• **Try it**
Copy every line below that has the word "bool" in it.

[[ Provided records, beginning ]]

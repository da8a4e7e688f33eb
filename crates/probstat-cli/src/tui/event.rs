use crossterm::event::Event as CrosstermEvent;

/// Events processed by TUI applications.
#[derive(Debug, Clone, derive_more::From)]
pub(super) enum TuiEvent {
    /// The screen needs to be redrawn.
    Render,
    /// Terminal events such as key input, mouse, and resize.
    Crossterm(CrosstermEvent),
}
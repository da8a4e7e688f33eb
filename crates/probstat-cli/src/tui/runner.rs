use crate::tui::{App, event::TuiEvent, event_loop::EventLoop};

/// TUI application runtime.
#[derive(Default, Debug)]
pub struct Tui {
    events: EventLoop,
}

impl Tui {
    #[must_use]
    pub fn new() -> Self {
        Self::default()
    }

    /// Runs the application until `app.should_exit()` returns true.
    pub fn run<A>(mut self, app: &mut A) -> anyhow::Result<()>
    where
        A: App,
    {
        ratatui::run(|terminal| {
            while !app.should_exit() {
                match self.events.next()? {
                    TuiEvent::Render => {
                        terminal.draw(|f| app.draw(f))?;
                    }
                    TuiEvent::Crossterm(event) => app.handle_event(&event),
                }
            }
            Ok(())
        })
    }
}
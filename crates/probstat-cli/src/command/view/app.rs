use crossterm::event::{Event, KeyCode};
use probstat_chart::{
    ChartGeometry,
    geometry::{Axis, Point},
};
use probstat_stats::{
    format::{format_value, round2},
    report::DataReport,
};
use ratatui::{
    Frame,
    buffer::Buffer,
    layout::{Constraint, Layout, Rect},
    style::{Color, Style},
    symbols::Marker,
    text::{Line as TextLine, Text},
    widgets::{
        Block, Paragraph, Widget,
        canvas::{Canvas, Context, Line, Points, Rectangle},
    },
};

use crate::tui::App;

const AXIS_COLOR: Color = Color::Gray;
const BAR_COLOR: Color = Color::Blue;
const LINE_COLOR: Color = Color::Green;
const CUMULATIVE_COLOR: Color = Color::Magenta;

/// Approximate canvas pixels between an axis and its tick labels.
const LABEL_OFFSET: f64 = 8.0;

#[derive(Debug)]
pub struct ChartViewer {
    report: DataReport,
    charts: Vec<ChartGeometry>,
    selected: usize,
    should_exit: bool,
}

impl ChartViewer {
    #[must_use]
    pub fn new(report: DataReport, charts: Vec<ChartGeometry>) -> Self {
        Self {
            report,
            charts,
            selected: 0,
            should_exit: false,
        }
    }

    fn summary_text(&self) -> Text<'static> {
        let s = &self.report.summary;
        Text::from(vec![
            TextLine::raw(format!(
                "  n = {}   min = {}   max = {}   range = {}",
                s.count,
                format_value(s.min),
                format_value(s.max),
                format_value(s.range),
            )),
            TextLine::raw(format!(
                "  mean = {}   median = {}   mode = {}   class width = {}   classes = {}",
                format_value(round2(s.mean)),
                format_value(s.median),
                s.mode,
                format_value(self.report.table.width),
                self.report.table.classes.len(),
            )),
        ])
    }
}

impl App for ChartViewer {
    fn should_exit(&self) -> bool {
        self.should_exit
    }

    fn handle_event(&mut self, event: &Event) {
        if let Some(event) = event.as_key_press_event() {
            match event.code {
                KeyCode::Char('q') | KeyCode::Esc => self.should_exit = true,
                KeyCode::Left | KeyCode::Char('h') if !self.charts.is_empty() => {
                    self.selected = self
                        .selected
                        .checked_sub(1)
                        .unwrap_or(self.charts.len() - 1);
                }
                KeyCode::Right | KeyCode::Char('l') if !self.charts.is_empty() => {
                    self.selected = (self.selected + 1) % self.charts.len();
                }
                _ => {}
            }
        }
    }

    fn draw(&self, frame: &mut Frame) {
        let [chart_area, summary_area, help_area] = Layout::vertical([
            Constraint::Fill(1),
            Constraint::Length(4),
            Constraint::Length(1),
        ])
        .areas(frame.area());

        if let Some(chart) = self.charts.get(self.selected) {
            let title = format!(" [{}/{}] {} ", self.selected + 1, self.charts.len(), chart.kind);
            frame.render_widget(ChartCanvas { chart, title }, chart_area);
        }

        let summary = Paragraph::new(self.summary_text()).block(Block::bordered().title("Sample"));
        frame.render_widget(summary, summary_area);

        let help_text = Text::from("←/→: Switch chart | q/Esc: Quit")
            .style(Style::default().fg(Color::DarkGray))
            .centered();
        frame.render_widget(help_text, help_area);
    }
}

/// Draws a chart geometry on a braille canvas.
///
/// Geometry uses a top-left origin while the canvas grows upwards, so every
/// `y` coordinate is flipped against the canvas height.
struct ChartCanvas<'a> {
    chart: &'a ChartGeometry,
    title: String,
}

impl ChartCanvas<'_> {
    fn flip(&self, y: f64) -> f64 {
        self.chart.canvas.height - y
    }

    fn draw_axes(&self, ctx: &mut Context<'_>) {
        let plot = &self.chart.plot;
        let (top, bottom) = (self.flip(plot.top), self.flip(plot.bottom));
        ctx.draw(&Line::new(plot.left, bottom, plot.left, top, AXIS_COLOR));
        ctx.draw(&Line::new(plot.left, bottom, plot.right, bottom, AXIS_COLOR));
        if self.chart.secondary_y_axis.is_some() {
            ctx.draw(&Line::new(plot.right, bottom, plot.right, top, AXIS_COLOR));
        }
    }

    fn draw_bars(&self, ctx: &mut Context<'_>) {
        for bar in &self.chart.bars {
            ctx.draw(&Rectangle {
                x: bar.x,
                y: self.flip(bar.y + bar.height),
                width: bar.width,
                height: bar.height,
                color: BAR_COLOR,
            });
        }
    }

    fn draw_line(&self, ctx: &mut Context<'_>) {
        let color = if self.chart.secondary_y_axis.is_some() {
            CUMULATIVE_COLOR
        } else {
            LINE_COLOR
        };
        let coords = self
            .chart
            .line
            .iter()
            .map(|&Point { x, y }| (x, self.flip(y)))
            .collect::<Vec<_>>();
        for pair in coords.windows(2) {
            let [(x1, y1), (x2, y2)] = [pair[0], pair[1]];
            ctx.draw(&Line::new(x1, y1, x2, y2, color));
        }
        ctx.draw(&Points {
            coords: &coords,
            color,
        });
    }

    fn print_labels(&self, ctx: &mut Context<'_>) {
        let chart = self.chart;
        let plot = &chart.plot;
        let label_style = Style::default().fg(Color::DarkGray);

        print_vertical_axis(ctx, &chart.y_axis, 0.0, chart.canvas.height, label_style);
        if let Some(axis) = &chart.secondary_y_axis {
            let x = plot.right + LABEL_OFFSET;
            print_vertical_axis(ctx, axis, x, chart.canvas.height, label_style);
        }

        let label_y = self.flip(plot.bottom + 2.0 * LABEL_OFFSET);
        for tick in &chart.x_axis.ticks {
            ctx.print(
                tick.position,
                label_y,
                TextLine::styled(tick.label.clone(), label_style),
            );
        }
        ctx.print(
            plot.right - LABEL_OFFSET,
            LABEL_OFFSET,
            TextLine::raw(chart.x_axis.title.clone()),
        );
    }
}

fn print_vertical_axis(ctx: &mut Context<'_>, axis: &Axis, x: f64, height: f64, style: Style) {
    for tick in &axis.ticks {
        ctx.print(x, height - tick.position, TextLine::styled(tick.label.clone(), style));
    }
    ctx.print(x, height - LABEL_OFFSET, TextLine::raw(axis.title.clone()));
}

impl Widget for ChartCanvas<'_> {
    fn render(self, area: Rect, buf: &mut Buffer)
    where
        Self: Sized,
    {
        let canvas = Canvas::default()
            .block(Block::bordered().title(self.title.as_str()))
            .marker(Marker::Braille)
            .x_bounds([0.0, self.chart.canvas.width])
            .y_bounds([0.0, self.chart.canvas.height])
            .paint(|ctx| {
                self.draw_axes(ctx);
                self.draw_bars(ctx);
                ctx.layer();
                self.draw_line(ctx);
                self.print_labels(ctx);
            });
        Widget::render(canvas, area, buf);
    }
}
use crossterm::event;

use crate::tui::event::TuiEvent;

/// Redraws after every terminal event and otherwise blocks on input.
#[derive(Debug)]
pub(super) struct EventLoop {
    dirty: bool,
}

impl Default for EventLoop {
    fn default() -> Self {
        Self { dirty: true } // Initial render is required on startup
    }
}

impl EventLoop {
    pub(super) fn next(&mut self) -> anyhow::Result<TuiEvent> {
        if self.dirty {
            self.dirty = false;
            return Ok(TuiEvent::Render);
        }
        let event = event::read()?;
        self.dirty = true;
        Ok(event.into())
    }
}
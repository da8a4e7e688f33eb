use anyhow::Context as _;
use probstat_stats::{
    DEMO_DATA,
    combinatorics::ComboResult,
    counting_tree::{CountingTree, MAX_TREE_LINES, Step},
    report::DataReport,
    sets::SetPair,
};

use crate::command::{combi, describe, sets, tree};

const DEMO_SET_A: &str = "1, 2, 3, 4, 5";
const DEMO_SET_B: &str = "4, 5, 6, 7";
const DEMO_COMBI: (i64, i64) = (5, 3);
const DEMO_STEPS: [(&str, &str); 3] = [
    ("Shirt", "red, blue, green"),
    ("Pants", "jeans, shorts"),
    ("Shoes", "sneakers, boots"),
];

#[derive(Debug, Clone, clap::Args)]
pub(crate) struct DemoArg {
    /// Class width of the frequency table
    #[arg(long, short = 'w', default_value_t = 8.0)]
    width: f64,
}

pub fn run(arg: &DemoArg) -> anyhow::Result<()> {
    tracing::info!(width = arg.width, "running demo");

    let report = DataReport::parse(DEMO_DATA, arg.width).context("Invalid demo class width")?;
    println!("== Data: {DEMO_DATA}");
    println!();
    describe::print_report(&report);
    println!();

    println!("== Sets");
    sets::print_sets(&SetPair::parse(DEMO_SET_A, DEMO_SET_B));
    println!();

    println!("== Counting");
    let (n, r) = DEMO_COMBI;
    combi::print_combi(&ComboResult::compute(n, r)?);
    println!();

    println!("== Decision tree");
    let steps = DEMO_STEPS
        .iter()
        .map(|(name, options)| Step::parse(name, options))
        .collect();
    tree::print_tree(&CountingTree::new(steps)?, MAX_TREE_LINES);
    Ok(())
}
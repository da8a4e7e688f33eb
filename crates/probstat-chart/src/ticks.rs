//! "Nice" axis ticks.
//!
//! The step size is rounded up at the leading digit of the raw step
//! (`max / tick_count`), so axes show values such as `0, 8, 16, 24, 32, 40`
//! rather than `0, 7.4, 14.8, …`.

use serde::Serialize;

/// Tick values for an axis starting at zero.
#[derive(Debug, Clone, PartialEq, Serialize)]
pub struct NiceTicks {
    /// Upper bound of the axis; a multiple of `step` and `>= max(1, max_value)`.
    pub top: f64,
    /// Distance between consecutive ticks.
    pub step: f64,
    /// `0, step, 2·step, …, top`.
    pub values: Vec<f64>,
}

/// Computes ticks from zero up to a rounded bound covering `max_value`.
///
/// The maximum is clamped to at least 1. With `raw = max / tick_count` and
/// `p = 10^floor(log10(raw))`, the step is `ceil(raw / p) · p` and the top is
/// the smallest multiple of the step that is `>= max`.
///
/// # Examples
///
/// ```
/// use probstat_chart::ticks::nice_ticks;
///
/// let ticks = nice_ticks(37.0, 5);
/// assert_eq!(ticks.step, 8.0);
/// assert_eq!(ticks.top, 40.0);
/// assert_eq!(ticks.values, vec![0.0, 8.0, 16.0, 24.0, 32.0, 40.0]);
///
/// let ticks = nice_ticks(120.0, 5);
/// assert_eq!(ticks.step, 30.0);
/// assert_eq!(ticks.top, 120.0);
/// ```
#[expect(
    clippy::cast_precision_loss,
    clippy::cast_possible_truncation,
    clippy::cast_sign_loss
)]
#[must_use]
pub fn nice_ticks(max_value: f64, tick_count: usize) -> NiceTicks {
    let max = f64::max(1.0, max_value);
    let raw_step = max / tick_count.max(1) as f64;
    let pow10 = 10_f64.powf(raw_step.log10().floor());
    let step = (raw_step / pow10).ceil() * pow10;
    let top = (max / step).ceil() * step;

    // Multiply instead of accumulating to keep tick values free of drift
    let count = (top / step).round() as usize;
    let values = (0..=count).map(|i| i as f64 * step).collect();

    NiceTicks { top, step, values }
}
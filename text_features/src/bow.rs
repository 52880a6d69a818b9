use ndarray::Array1;

use crate::vocabulary::Vocabulary;

/// Bag-of-words representation of one tokenized document.
///
/// One count per vocabulary term; words outside the vocabulary are
/// ignored.
pub fn bag_of_words(words: &[String], voc: &Vocabulary) -> Array1<f64> {
    let mut bow = Array1::zeros(voc.len());
    for word in words {
        if let Some(i) = voc.index_of(word) {
            bow[i] += 1.0;
        }
    }
    bow
}
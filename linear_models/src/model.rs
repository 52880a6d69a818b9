use ndarray::{Array1, ArrayView2};
use serde::{Deserialize, Serialize};

use crate::check::{check_shapes, ArgShape, ArgSpec};
use crate::error::Result;

/// A trained binary linear classifier: weight vector plus scalar bias.
///
/// Trainers build one and return it by value; inference and the loss
/// helpers only ever read it.
#[derive(Debug, Clone, PartialEq, Serialize, Deserialize)]
pub struct LinearModel {
    /// Per-feature weights, one entry per feature column.
    pub w: Array1<f64>,
    /// Scalar bias added to every score.
    pub b: f64,
}

impl LinearModel {
    pub fn new(w: Array1<f64>, b: f64) -> Self {
        Self { w, b }
    }

    /// A model of `n` zero weights and zero bias.
    pub fn zeros(n: usize) -> Self {
        Self::new(Array1::zeros(n), 0.0)
    }

    /// Number of features the model scores.
    pub fn num_features(&self) -> usize {
        self.w.len()
    }

    /// Raw decision scores `X·w + b`, one per row of `x`.
    ///
    /// This is the forward pass shared by every classifier in the crate;
    /// probability and hard-label transforms are layered on top of it.
    ///
    /// # Errors
    /// Fails when `x` is not `m × n` for the model's `n` weights.
    pub fn scores(&self, x: ArrayView2<'_, f64>) -> Result<Array1<f64>> {
        check_shapes(
            &[
                ArgSpec::Array(&['m', 'n']),
                ArgSpec::Array(&['n']),
                ArgSpec::Scalar,
            ],
            &[
                ArgShape::matrix(&x),
                ArgShape::vector(&self.w.view()),
                ArgShape::Scalar,
            ],
        )?;
        Ok(x.dot(&self.w) + self.b)
    }
}

#[cfg(test)]
mod tests {
    use super::*;
    use ndarray::{arr1, arr2};

    #[test]
    fn scores_are_row_dot_products_plus_bias() {
        let model = LinearModel::new(arr1(&[1.0, -2.0]), 0.5);
        let x = arr2(&[[3.0, 1.0], [0.0, 0.0], [-1.0, 2.0]]);
        let s = model.scores(x.view()).unwrap();
        assert_eq!(s, arr1(&[1.5, 0.5, -4.5]));
    }

    #[test]
    fn column_count_must_match_weight_length() {
        let model = LinearModel::zeros(3);
        let x = arr2(&[[1.0, 2.0]]);
        assert!(model.scores(x.view()).is_err());
    }
}
use ndarray::{Array1, ArrayView1};

/// Elementwise logistic sigmoid `1 / (1 + e^-z)`.
///
/// Defined for any real input; large magnitudes saturate towards 0 or 1
/// instead of overflowing.
pub fn sigmoid(z: ArrayView1<'_, f64>) -> Array1<f64> {
    z.mapv(|v| 1.0 / (1.0 + (-v).exp()))
}
//! Multinomial Naive Bayes for binary bag-of-words classification.
//!
//! Training is closed form: per-class feature counts with add-one
//! smoothing become log-probability ratios, so the fitted model is the
//! same `(w, b)` pair the iterative trainers produce and shares their
//! inference primitive.

use ndarray::{Array1, ArrayView1, ArrayView2};

use crate::check::{check_labels, check_shapes, ArgShape, ArgSpec};
use crate::error::Result;
use crate::model::LinearModel;

/// Fits the closed-form estimator to features and binary labels.
///
/// Per class, the feature columns are summed over the class's rows, one is
/// added to every column, and the result is normalized to a distribution.
/// Then `w = ln p_pos - ln p_neg` and `b = ln prior_pos - ln prior_neg`
/// with the empirical class frequencies as priors. The priors are not
/// smoothed: a class with no training rows yields an infinite bias.
///
/// # Errors
/// Fails when the shapes disagree or the labels are not binary.
pub fn fit(x: ArrayView2<'_, f64>, y: ArrayView1<'_, f64>) -> Result<LinearModel> {
    check_shapes(
        &[ArgSpec::Array(&['m', 'n']), ArgSpec::Array(&['m'])],
        &[ArgShape::matrix(&x), ArgShape::vector(&y)],
    )?;
    let y = check_labels(y, Some(2))?;

    let n = x.ncols();
    // Column sums per class, starting from one for the add-one smoothing.
    let mut pos = Array1::<f64>::ones(n);
    let mut neg = Array1::<f64>::ones(n);
    for (row, &label) in x.outer_iter().zip(y.iter()) {
        if label == 1 {
            pos += &row;
        } else {
            neg += &row;
        }
    }
    let pos = &pos / pos.sum();
    let neg = &neg / neg.sum();
    let w = pos.mapv(f64::ln) - neg.mapv(f64::ln);

    let pos_prior = y.mapv(f64::from).mean().unwrap_or(0.0);
    let neg_prior = 1.0 - pos_prior;
    let b = pos_prior.ln() - neg_prior.ln();

    Ok(LinearModel::new(w, b))
}

/// Predicted labels, 1 exactly when the score is positive.
///
/// # Errors
/// Fails when the shapes disagree.
pub fn predict(model: &LinearModel, x: ArrayView2<'_, f64>) -> Result<Array1<i32>> {
    Ok(model.scores(x)?.mapv(|v| i32::from(v > 0.0)))
}

#[cfg(test)]
mod tests {
    use super::*;
    use crate::error::ModelError;
    use ndarray::{arr1, arr2};

    #[test]
    fn exclusive_features_get_opposite_weights() {
        // Feature 0 appears only in the positive class, feature 1 only in
        // the negative one. Smoothed distributions are [2/3, 1/3] and
        // [1/3, 2/3], so w = [ln 2, -ln 2]; balanced classes give b = 0.
        let x = arr2(&[[1.0, 0.0], [0.0, 1.0]]);
        let y = arr1(&[1.0, 0.0]);
        let model = fit(x.view(), y.view()).unwrap();
        let ln2 = 2.0f64.ln();
        assert!((model.w[0] - ln2).abs() < 1e-12);
        assert!((model.w[1] + ln2).abs() < 1e-12);
        assert!(model.b.abs() < 1e-12);
    }

    #[test]
    fn unbalanced_classes_shift_the_bias() {
        let x = arr2(&[[1.0], [1.0], [1.0], [1.0]]);
        let y = arr1(&[1.0, 1.0, 1.0, 0.0]);
        let model = fit(x.view(), y.view()).unwrap();
        // priors 3/4 and 1/4: b = ln 3
        assert!((model.b - 3.0f64.ln()).abs() < 1e-12);
    }

    #[test]
    fn predict_recovers_the_training_labels_on_separated_counts() {
        let x = arr2(&[[3.0, 0.0], [2.0, 1.0], [0.0, 4.0], [1.0, 2.0]]);
        let y = arr1(&[1.0, 1.0, 0.0, 0.0]);
        let model = fit(x.view(), y.view()).unwrap();
        let labels = predict(&model, x.view()).unwrap();
        assert_eq!(labels.mapv(f64::from), y);
    }

    #[test]
    fn label_vector_length_must_match_rows() {
        let x = arr2(&[[1.0, 0.0], [0.0, 1.0]]);
        let y = arr1(&[1.0, 0.0, 1.0]);
        let err = fit(x.view(), y.view()).unwrap_err();
        assert_eq!(
            err,
            ModelError::DimensionMismatch { label: 'm', first: 2, second: 3 }
        );
    }
}
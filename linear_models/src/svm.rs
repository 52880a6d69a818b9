//! Binary linear SVM trained by fixed-step subgradient descent.

use log::debug;
use ndarray::{Array1, ArrayView1, ArrayView2};

use crate::check::{check_labels, check_shapes, ArgShape, ArgSpec};
use crate::error::Result;
use crate::model::LinearModel;

/// Estimator minimizing L2-regularized hinge loss.
///
/// The `{0, 1}` labels are remapped to `{-1, +1}`; each of the fixed
/// `steps` iterations applies the hinge subgradient, which is nonzero
/// only on rows whose margin is violated.
#[derive(Debug, Clone)]
pub struct LinearSvm {
    lambda: f64,
    learning_rate: f64,
    steps: usize,
    init: Option<LinearModel>,
}

impl LinearSvm {
    /// A new estimator with the given regularization coefficient,
    /// learning rate `1e-3` and `1000` steps.
    pub fn new(lambda: f64) -> Self {
        Self {
            lambda,
            learning_rate: 1e-3,
            steps: 1000,
            init: None,
        }
    }

    pub fn with_learning_rate(mut self, learning_rate: f64) -> Self {
        self.learning_rate = learning_rate;
        self
    }

    pub fn with_steps(mut self, steps: usize) -> Self {
        self.steps = steps;
        self
    }

    /// Starts training from the given model instead of zeros.
    pub fn with_init(mut self, init: LinearModel) -> Self {
        self.init = Some(init);
        self
    }

    /// Fits `(w, b)` to the given features and binary labels.
    ///
    /// # Errors
    /// Fails before the first iteration when the shapes disagree or the
    /// labels are not binary.
    pub fn fit(&self, x: ArrayView2<'_, f64>, y: ArrayView1<'_, f64>) -> Result<LinearModel> {
        let init_w = self.init.as_ref().map(|m| m.w.view());
        check_shapes(
            &[
                ArgSpec::Array(&['m', 'n']),
                ArgSpec::Array(&['m']),
                ArgSpec::Maybe(&['n']),
                ArgSpec::Scalar,
            ],
            &[
                ArgShape::matrix(&x),
                ArgShape::vector(&y),
                ArgShape::maybe_vector(init_w.as_ref()),
                ArgShape::Scalar,
            ],
        )?;
        let y = check_labels(y, Some(2))?;

        let (rows, cols) = x.dim();
        let m = rows as f64;
        // Margin-side labels in {-1, +1}.
        let c = y.mapv(|v| f64::from(2 * v - 1));
        let mut model = match &self.init {
            Some(init) => init.clone(),
            None => LinearModel::zeros(cols),
        };

        for step in 0..self.steps {
            let logits = model.scores(x)?;
            // Subgradient of the hinge w.r.t. the logit: -c on violated
            // margins, zero elsewhere.
            let mask: Array1<f64> = c
                .iter()
                .zip(logits.iter())
                .map(|(&ci, &li)| if ci * li < 1.0 { -ci } else { 0.0 })
                .collect();

            let grad_w = mask.dot(&x) / m + &model.w * self.lambda;
            let grad_b = mask.mean().unwrap_or(0.0);

            model.w.scaled_add(-self.learning_rate, &grad_w);
            model.b -= self.learning_rate * grad_b;

            if (step + 1) % 100 == 0 {
                debug!("svm step {}/{}", step + 1, self.steps);
            }
        }
        Ok(model)
    }
}

/// Hard labels and raw scores for each row of `x`.
///
/// The label is 1 exactly when the score is positive; the scores are
/// returned alongside for margin inspection and loss evaluation.
///
/// # Errors
/// Fails when the shapes disagree.
pub fn predict(
    model: &LinearModel,
    x: ArrayView2<'_, f64>,
) -> Result<(Array1<i32>, Array1<f64>)> {
    let logits = model.scores(x)?;
    let labels = logits.mapv(|v| i32::from(v > 0.0));
    Ok((labels, logits))
}

#[cfg(test)]
mod tests {
    use super::*;
    use crate::error::ModelError;
    use ndarray::{arr1, arr2};

    #[test]
    fn zero_steps_returns_the_initial_model_unchanged() {
        let x = arr2(&[[1.0, 0.0], [0.0, 1.0]]);
        let y = arr1(&[1.0, 0.0]);
        let init = LinearModel::new(arr1(&[1.5, -0.5]), -0.25);
        let model = LinearSvm::new(0.1)
            .with_steps(0)
            .with_init(init.clone())
            .fit(x.view(), y.view())
            .unwrap();
        assert_eq!(model, init);
    }

    #[test]
    fn one_step_from_zero_matches_the_subgradient() {
        // Zero scores violate both margins, so the mask is -C = [-1, 1]:
        //   grad_w = mask @ X / 2 = [-0.5, 0.5]
        //   grad_b = mean(mask)   = 0
        let x = arr2(&[[1.0, 0.0], [0.0, 1.0]]);
        let y = arr1(&[1.0, 0.0]);
        let model = LinearSvm::new(0.0)
            .with_learning_rate(0.1)
            .with_steps(1)
            .fit(x.view(), y.view())
            .unwrap();
        assert!((model.w[0] - 0.05).abs() < 1e-12);
        assert!((model.w[1] + 0.05).abs() < 1e-12);
        assert_eq!(model.b, 0.0);
    }

    #[test]
    fn satisfied_margins_produce_no_update_without_regularization() {
        let x = arr2(&[[1.0, 0.0], [0.0, 1.0]]);
        let y = arr1(&[1.0, 0.0]);
        let init = LinearModel::new(arr1(&[2.0, -2.0]), 0.0);
        let model = LinearSvm::new(0.0)
            .with_steps(10)
            .with_init(init.clone())
            .fit(x.view(), y.view())
            .unwrap();
        assert_eq!(model, init);
    }

    #[test]
    fn predict_returns_binary_labels_and_the_raw_scores() {
        let model = LinearModel::new(arr1(&[1.0, -1.0]), 0.0);
        let x = arr2(&[[2.0, 0.0], [0.0, 2.0], [1.0, 1.0]]);
        let (labels, logits) = predict(&model, x.view()).unwrap();
        assert_eq!(labels, arr1(&[1, 0, 0]));
        assert_eq!(logits, arr1(&[2.0, -2.0, 0.0]));
        assert!(labels.iter().all(|&l| l == 0 || l == 1));
    }

    #[test]
    fn training_separates_a_separable_batch() {
        let x = arr2(&[[1.0, 0.0], [2.0, 1.0], [0.0, 1.0], [1.0, 3.0]]);
        let y = arr1(&[1.0, 1.0, 0.0, 0.0]);
        let model = LinearSvm::new(0.0)
            .with_learning_rate(0.1)
            .with_steps(500)
            .fit(x.view(), y.view())
            .unwrap();
        let (labels, _) = predict(&model, x.view()).unwrap();
        assert_eq!(labels.mapv(f64::from), y);
    }

    #[test]
    fn row_count_mismatch_fails_before_training() {
        let x = arr2(&[[0.0; 3]; 5]);
        let y = arr1(&[0.0; 4]);
        let err = LinearSvm::new(0.0).fit(x.view(), y.view()).unwrap_err();
        assert_eq!(
            err,
            ModelError::DimensionMismatch { label: 'm', first: 5, second: 4 }
        );
    }
}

[[ Provided records, end ]]

• **Answer to this problem**
    should_exit: bool,
    fn should_exit(&self) -> bool {
    dirty: bool,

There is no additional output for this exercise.